The majority of respondents thought their joint working was “effective, though with some difficulties” or “adequate”. However, they clearly had a desire to move “beyond the basics” of a system which identifies and refers children affected by parental alcohol and drug use into social care services and refers adults known to children’s services into alcohol and drug treatment services. They wanted to move towards a system where services work together in a coordinated way and focus on problems which affect the whole family.
4.1 Main themes of the consultation
This is a summary of the views of the people who responded to the consultation, about how they thought that joint working could be improved.
They wanted more protocols, guidance and sharing best practice, locally and nationally.
They thought that there needs to be more emphasis on joint working at the ‘early help’ end of the safeguarding spectrum, and that that their work should be more preventative than reactive.

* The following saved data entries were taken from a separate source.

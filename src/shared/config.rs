use serde::{Deserialize, Serialize};

#[derive(Debug, Clone, Serialize, Deserialize)]
pub struct AppConfig {
    pub api: ApiConfig,
    pub feed: FeedConfig,
}

#[derive(Debug, Clone, Serialize, Deserialize)]
pub struct ApiConfig {
    pub base_url: String,
    pub request_timeout_secs: u64,
}

#[derive(Debug, Clone, Serialize, Deserialize)]
pub struct FeedConfig {
    pub page_size: u32,
    pub refresh_debounce_ms: u64,
    pub auto_refresh_interval_ms: u64,
}

impl Default for AppConfig {
    fn default() -> Self {
        Self {
            api: ApiConfig {
                base_url: "http://localhost:8000".to_string(),
                request_timeout_secs: 10,
            },
            feed: FeedConfig::default(),
        }
    }
}

impl Default for FeedConfig {
    fn default() -> Self {
        Self {
            page_size: 10,
            refresh_debounce_ms: 5_000,           // 5 seconds
            auto_refresh_interval_ms: 600_000,    // 10 minutes
        }
    }
}

impl AppConfig {
    pub fn from_env() -> Self {
        let mut cfg = Self::default();

        if let Ok(v) = std::env::var("NEARFEED_API_BASE_URL") {
            if !v.trim().is_empty() {
                cfg.api.base_url = v.trim().to_string();
            }
        }
        if let Ok(v) = std::env::var("NEARFEED_REQUEST_TIMEOUT_SECS") {
            if let Some(value) = parse_u64(&v) {
                cfg.api.request_timeout_secs = value.max(1);
            }
        }
        if let Ok(v) = std::env::var("NEARFEED_PAGE_SIZE") {
            if let Some(value) = parse_u64(&v) {
                cfg.feed.page_size = (value.clamp(1, 100)) as u32;
            }
        }
        if let Ok(v) = std::env::var("NEARFEED_REFRESH_DEBOUNCE_MS") {
            if let Some(value) = parse_u64(&v) {
                cfg.feed.refresh_debounce_ms = value;
            }
        }
        if let Ok(v) = std::env::var("NEARFEED_AUTO_REFRESH_INTERVAL_MS") {
            if let Some(value) = parse_u64(&v) {
                cfg.feed.auto_refresh_interval_ms = value.max(1_000);
            }
        }

        cfg
    }
}

fn parse_u64(value: &str) -> Option<u64> {
    value.trim().parse::<u64>().ok()
}

#[cfg(test)]
mod tests {
    use super::*;

    #[test]
    fn defaults_match_reference_behavior() {
        let cfg = AppConfig::default();
        assert_eq!(cfg.feed.page_size, 10);
        assert_eq!(cfg.feed.refresh_debounce_ms, 5_000);
        assert_eq!(cfg.feed.auto_refresh_interval_ms, 600_000);
    }

    #[test]
    fn parse_u64_rejects_garbage() {
        assert_eq!(parse_u64(" 42 "), Some(42));
        assert_eq!(parse_u64("soon"), None);
    }
}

They were keen to have single points of contact that could help people access different local services, and improving day to day contact with people who need help. They thought that these single points of contacts (which could be a person or an organisation) could also help with information sharing and decision-making for referrals, particularly for ‘grey area’ cases where the risks to the child were less clear.
They believed that getting together in person can help all local partners to implement ‘whole family’ practice. Specifically, they proposed some actions that could help this to happen, including:
- joint training for substance misuse and social care staff
- these staff carrying out joint assessments and care planning with families who have alcohol and drug problems
- locating substance misuse and social care services in the same buildings
- embedding substance misuse workers in social care teams
- embedding social care workers in substance misuse teams
They thought that local strategies should clearly set out who is responsible for leading on parental alcohol and drug use and that the strategies should emphasise how safeguarding and promoting children’s welfare is everyone’s business.

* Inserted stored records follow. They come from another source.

use std::collections::{HashMap, HashSet};
use std::sync::Arc;

use async_trait::async_trait;
use tokio::sync::RwLock;

use crate::application::ports::{DocumentStore, LikeBatch};
use crate::domain::value_objects::{InteractionKind, RecommendationId, UserId};
use crate::shared::Result;

#[derive(Debug, Default, Clone)]
struct UserDocument {
    likes: HashSet<RecommendationId>,
    business_preferences: Vec<String>,
    last_liked_posts: Vec<RecommendationId>,
    last_viewed_posts: Vec<RecommendationId>,
}

impl UserDocument {
    fn history(&self, kind: InteractionKind) -> &Vec<RecommendationId> {
        match kind {
            InteractionKind::Like => &self.last_liked_posts,
            InteractionKind::View => &self.last_viewed_posts,
        }
    }

    fn history_mut(&mut self, kind: InteractionKind) -> &mut Vec<RecommendationId> {
        match kind {
            InteractionKind::Like => &mut self.last_liked_posts,
            InteractionKind::View => &mut self.last_viewed_posts,
        }
    }
}

#[derive(Debug, Default, Clone)]
struct PostDocument {
    likes: i64,
    view_count: i64,
}

#[derive(Debug, Default)]
struct Collections {
    users: HashMap<UserId, UserDocument>,
    posts: HashMap<RecommendationId, PostDocument>,
}

/// Reference document-store adapter. One lock spans both collections, so a
/// like batch either applies entirely or not at all, mirroring the remote
/// store's batch-write guarantee.
#[derive(Clone, Default)]
pub struct MemoryDocumentStore {
    collections: Arc<RwLock<Collections>>,
}

impl MemoryDocumentStore {
    pub fn new() -> Self {
        Self::default()
    }

    pub async fn seed_post(&self, post_id: RecommendationId, likes: i64) {
        let mut collections = self.collections.write().await;
        collections
            .posts
            .insert(post_id, PostDocument { likes, view_count: 0 });
    }

    pub async fn seed_like(&self, user_id: UserId, post_id: RecommendationId) {
        let mut collections = self.collections.write().await;
        collections
            .users
            .entry(user_id)
            .or_default()
            .likes
            .insert(post_id);
    }

    pub async fn post_like_count(&self, post_id: &RecommendationId) -> i64 {
        let collections = self.collections.read().await;
        collections.posts.get(post_id).map_or(0, |post| post.likes)
    }

    pub async fn post_view_count(&self, post_id: &RecommendationId) -> i64 {
        let collections = self.collections.read().await;
        collections
            .posts
            .get(post_id)
            .map_or(0, |post| post.view_count)
    }

    pub async fn business_preferences(&self, user_id: &UserId) -> Vec<String> {
        let collections = self.collections.read().await;
        collections
            .users
            .get(user_id)
            .map(|user| user.business_preferences.clone())
            .unwrap_or_default()
    }
}

#[async_trait]
impl DocumentStore for MemoryDocumentStore {
    async fn liked_post_ids(&self, user_id: &UserId) -> Result<HashSet<RecommendationId>> {
        let collections = self.collections.read().await;
        Ok(collections
            .users
            .get(user_id)
            .map(|user| user.likes.clone())
            .unwrap_or_default())
    }

    async fn commit_like_batch(&self, batch: LikeBatch) -> Result<()> {
        let mut collections = self.collections.write().await;
        let post = collections.posts.entry(batch.post_id.clone()).or_default();
        if batch.like {
            post.likes += 1;
        } else {
            post.likes -= 1;
        }

        let user = collections.users.entry(batch.user_id).or_default();
        if batch.like {
            user.likes.insert(batch.post_id);
            if let Some(business_type) = batch.business_type {
                // Add-if-absent, matching the store's idempotent set append.
                if !user.business_preferences.contains(&business_type) {
                    user.business_preferences.push(business_type);
                }
            }
        } else {
            user.likes.remove(&batch.post_id);
        }
        Ok(())
    }

    async fn increment_view_count(&self, post_id: &RecommendationId) -> Result<()> {
        let mut collections = self.collections.write().await;
        collections
            .posts
            .entry(post_id.clone())
            .or_default()
            .view_count += 1;
        Ok(())
    }

    async fn recent_interactions(
        &self,
        user_id: &UserId,
        kind: InteractionKind,
    ) -> Result<Vec<RecommendationId>> {
        let collections = self.collections.read().await;
        Ok(collections
            .users
            .get(user_id)
            .map(|user| user.history(kind).clone())
            .unwrap_or_default())
    }

    async fn replace_recent_interactions(
        &self,
        user_id: &UserId,
        kind: InteractionKind,
        post_ids: Vec<RecommendationId>,
    ) -> Result<()> {
        let mut collections = self.collections.write().await;
        *collections
            .users
            .entry(user_id.clone())
            .or_default()
            .history_mut(kind) = post_ids;
        Ok(())
    }
}

#[cfg(test)]
mod tests {
    use super::*;

    fn user() -> UserId {
        UserId::new("viewer").unwrap()
    }

    fn post(id: &str) -> RecommendationId {
        RecommendationId::new(id).unwrap()
    }

    #[tokio::test]
    async fn like_batch_applies_record_counter_and_preference_together() {
        let store = MemoryDocumentStore::new();
        store.seed_post(post("p1"), 4).await;

        store
            .commit_like_batch(LikeBatch {
                user_id: user(),
                post_id: post("p1"),
                like: true,
                business_type: Some("bakery".into()),
            })
            .await
            .unwrap();

        assert_eq!(store.post_like_count(&post("p1")).await, 5);
        assert!(store.liked_post_ids(&user()).await.unwrap().contains(&post("p1")));
        assert_eq!(store.business_preferences(&user()).await, vec!["bakery"]);
    }

    #[tokio::test]
    async fn unlike_batch_reverses_record_and_counter() {
        let store = MemoryDocumentStore::new();
        store.seed_post(post("p1"), 4).await;
        store.seed_like(user(), post("p1")).await;

        store
            .commit_like_batch(LikeBatch {
                user_id: user(),
                post_id: post("p1"),
                like: false,
                business_type: None,
            })
            .await
            .unwrap();

        assert_eq!(store.post_like_count(&post("p1")).await, 3);
        assert!(store.liked_post_ids(&user()).await.unwrap().is_empty());
    }

    #[tokio::test]
    async fn preference_append_is_idempotent() {
        let store = MemoryDocumentStore::new();
        for _ in 0..2 {
            store
                .commit_like_batch(LikeBatch {
                    user_id: user(),
                    post_id: post("p1"),
                    like: true,
                    business_type: Some("bakery".into()),
                })
                .await
                .unwrap();
        }
        assert_eq!(store.business_preferences(&user()).await, vec!["bakery"]);
    }

    #[tokio::test]
    async fn interaction_history_is_replaced_wholesale() {
        let store = MemoryDocumentStore::new();
        store
            .replace_recent_interactions(
                &user(),
                InteractionKind::View,
                vec![post("a"), post("b")],
            )
            .await
            .unwrap();
        store
            .replace_recent_interactions(&user(), InteractionKind::View, vec![post("c")])
            .await
            .unwrap();

        let history = store
            .recent_interactions(&user(), InteractionKind::View)
            .await
            .unwrap();
        assert_eq!(history, vec![post("c")]);
        // The like history is a separate list.
        assert!(store
            .recent_interactions(&user(), InteractionKind::Like)
            .await
            .unwrap()
            .is_empty());
    }
}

They also thought that they should have stronger governance structures to promote, monitor and evaluate the effectiveness of their joint working.
These themes were consistent with the findings of a survey done by Adfam in 2013.
5. Working together to safeguard children: implications for alcohol and drug treatment services
The Children and Social Work Act 2017 builds on previous legislation and directives from government and places new duties on police, clinical commissioning groups and local authorities (known as the local safeguarding partners) to work together with other partners to safeguard and promote the welfare of all children in their area.
The Working together to safeguard children guidance sets out these new statutory requirements and provides a framework for the new local safeguarding partners to develop multi-agency arrangements to replace existing LSCBs. It also sets out requirements for local safeguarding partners to identify and review serious child safeguarding cases, working with the National Child Safeguarding Practice Review Panel.
Local authorities need to make the transition from their former LSCB arrangements to local multi-agency safeguarding arrangements and child practice safeguarding reviews by September 2019.
Working together to safeguard children emphasises the importance of early identification of parents and children affected by drug and alcohol misuse. It also states that directors of public health should ensure that the needs of children are an important part of the joint strategic needs assessment developed by their health and wellbeing board.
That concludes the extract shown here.